WEEKLY COMMENTARY – 03.07.2020
U.S. Equities
Stocks ended a volatile week with slight gains, as the spread of the viral coronavirus cast a shadow over economic activity, accelerating purchases of assets perceived as safe havens and placing additional pressure on those considered risky, like stocks. Volatility reappeared as the CBOE Volatility Index (VIX) spiked to over 40. The Dow has already registered swings of 3% or greater on five occasions so far in 2020. That is the most since 2018, which produced five such swings for the entire year. The volatility is a result of the uncertainty surrounding the spread of the repertory virus. On the week the Dow gained1.8% to settle at 25,864.78, the S&P 500 added 0.6% to 2,972.37 and the Nasdaq inched up 0.1% to 8,575.62.
Treasuries
Treasury yields continued to slide this week as investors moved into the perceived safety of bonds and the FOMC’s emergency 50 basis cut, helped push bond yields to record lows. The 10-year Treasury note yield, registered its biggest weekly drop since December of 2008, falling 41.8 basis points on the week.
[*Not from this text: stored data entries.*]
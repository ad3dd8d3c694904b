use std::collections::HashMap;

use crate::geometry_attribute::{GeometryAttributeType, PointAttribute};
use crate::geometry_indices::{AttributeValueIndex, PointIndex};

#[derive(Debug, Default, Clone)]
pub struct PointCloud {
    attributes: Vec<PointAttribute>,
    num_points: usize,
    next_unique_id: u32,
}

impl PointCloud {
    pub fn new() -> Self {
        Self::default()
    }

    pub fn set_num_points(&mut self, num_points: usize) {
        self.num_points = num_points;
    }

    pub fn num_points(&self) -> usize {
        self.num_points
    }

    /// Adds an attribute and returns its id. Unique ids are never reused.
    pub fn add_attribute(&mut self, mut attribute: PointAttribute) -> i32 {
        if self.num_points == 0 && attribute.size() > 0 && attribute.is_mapping_identity() {
            self.num_points = attribute.size();
        }
        attribute.set_unique_id(self.next_unique_id);
        self.next_unique_id += 1;
        let id = self.attributes.len() as i32;
        self.attributes.push(attribute);
        id
    }

    /// Removes the attribute with `att_id`. Ids of later attributes shift down by one.
    pub fn delete_attribute(&mut self, att_id: i32) {
        if att_id < 0 || att_id as usize >= self.attributes.len() {
            return;
        }
        self.attributes.remove(att_id as usize);
    }

    pub fn num_attributes(&self) -> i32 {
        self.attributes.len() as i32
    }

    pub fn attribute(&self, att_id: i32) -> &PointAttribute {
        &self.attributes[att_id as usize]
    }

    pub fn attribute_mut(&mut self, att_id: i32) -> &mut PointAttribute {
        &mut self.attributes[att_id as usize]
    }

    pub fn attributes(&self) -> &[PointAttribute] {
        &self.attributes
    }

    pub fn num_named_attributes(&self, att_type: GeometryAttributeType) -> i32 {
        self.attributes
            .iter()
            .filter(|att| att.attribute_type() == att_type)
            .count() as i32
    }

    /// Id of the `i`-th attribute of `att_type`, or -1.
    pub fn named_attribute_id_at(&self, att_type: GeometryAttributeType, i: i32) -> i32 {
        self.attributes
            .iter()
            .enumerate()
            .filter(|(_, att)| att.attribute_type() == att_type)
            .nth(i.max(0) as usize)
            .map(|(id, _)| id as i32)
            .unwrap_or(-1)
    }

    pub fn named_attribute_id(&self, att_type: GeometryAttributeType) -> i32 {
        self.named_attribute_id_at(att_type, 0)
    }

    pub fn named_attribute(&self, att_type: GeometryAttributeType) -> Option<&PointAttribute> {
        let id = self.named_attribute_id(att_type);
        if id >= 0 {
            Some(&self.attributes[id as usize])
        } else {
            None
        }
    }

    /// Merges identical values inside every attribute.
    pub fn deduplicate_attribute_values(&mut self) {
        let num_points = self.num_points;
        for att in &mut self.attributes {
            att.deduplicate_values(num_points);
        }
    }

    /// Merges points whose attribute value indices are identical across all
    /// attributes.
    ///
    /// Returns the old-to-new point map when any points were merged, `None`
    /// otherwise. Callers owning connectivity must remap through it.
    pub fn deduplicate_point_ids(&mut self) -> Option<Vec<PointIndex>> {
        let mut unique: HashMap<Vec<u32>, PointIndex> = HashMap::new();
        let mut representatives = Vec::new();
        let mut point_map = Vec::with_capacity(self.num_points);
        for p in 0..self.num_points {
            let point = PointIndex(p as u32);
            let key: Vec<u32> = self.attributes.iter().map(|att| att.mapped_index(point).0).collect();
            let next = PointIndex(unique.len() as u32);
            let new_point = *unique.entry(key).or_insert_with(|| {
                representatives.push(point);
                next
            });
            point_map.push(new_point);
        }
        if representatives.len() == self.num_points {
            return None;
        }

        for att in &mut self.attributes {
            let values: Vec<AttributeValueIndex> =
                representatives.iter().map(|&p| att.mapped_index(p)).collect();
            att.set_explicit_mapping(representatives.len());
            for (new_point, value) in values.into_iter().enumerate() {
                att.set_point_map_entry(PointIndex(new_point as u32), value);
            }
        }
        self.num_points = representatives.len();
        Some(point_map)
    }
}
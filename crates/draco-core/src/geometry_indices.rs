#[derive(Debug, Clone, Copy, PartialEq, Eq, Hash, PartialOrd, Ord)]
pub struct AttributeValueIndex(pub u32);

#[derive(Debug, Clone, Copy, PartialEq, Eq, Hash, PartialOrd, Ord)]
pub struct PointIndex(pub u32);

#[derive(Debug, Clone, Copy, PartialEq, Eq, Hash, PartialOrd, Ord)]
pub struct FaceIndex(pub u32);

pub const INVALID_ATTRIBUTE_VALUE_INDEX: AttributeValueIndex = AttributeValueIndex(u32::MAX);

impl From<u32> for AttributeValueIndex {
    fn from(v: u32) -> Self {
        Self(v)
    }
}

impl From<usize> for AttributeValueIndex {
    fn from(v: usize) -> Self {
        Self(v as u32)
    }
}

impl From<u32> for PointIndex {
    fn from(v: u32) -> Self {
        Self(v)
    }
}

impl From<usize> for PointIndex {
    fn from(v: usize) -> Self {
        Self(v as u32)
    }
}

impl From<PointIndex> for usize {
    fn from(v: PointIndex) -> Self {
        v.0 as usize
    }
}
The 2-year note tumbled 39.2 basis points over the last 5 sessions and the 30-year slid 44.2 basis points.
Dollar
The US Dollar declined by more than 2% last week as measured by the ICE Dollar Index.
Gold
Gold futures finished higher for the week, as selling in stocks and sliding bond yields helped the precious metal to pick up $105.70 over the course of the week, marking the sharpest weekly point and percentage gain since 2011.
Crude Oil
Oil continued to fall last week, pushed lower by the uncertainty of global demand and slammed Friday as a deal to cut production between the Organization of the Petroleum Exporting Countries and its allies, collapsed when Russia left the meeting. For the week WTI crude traded 7.8% lower, while Brent crude has lost 8.9%.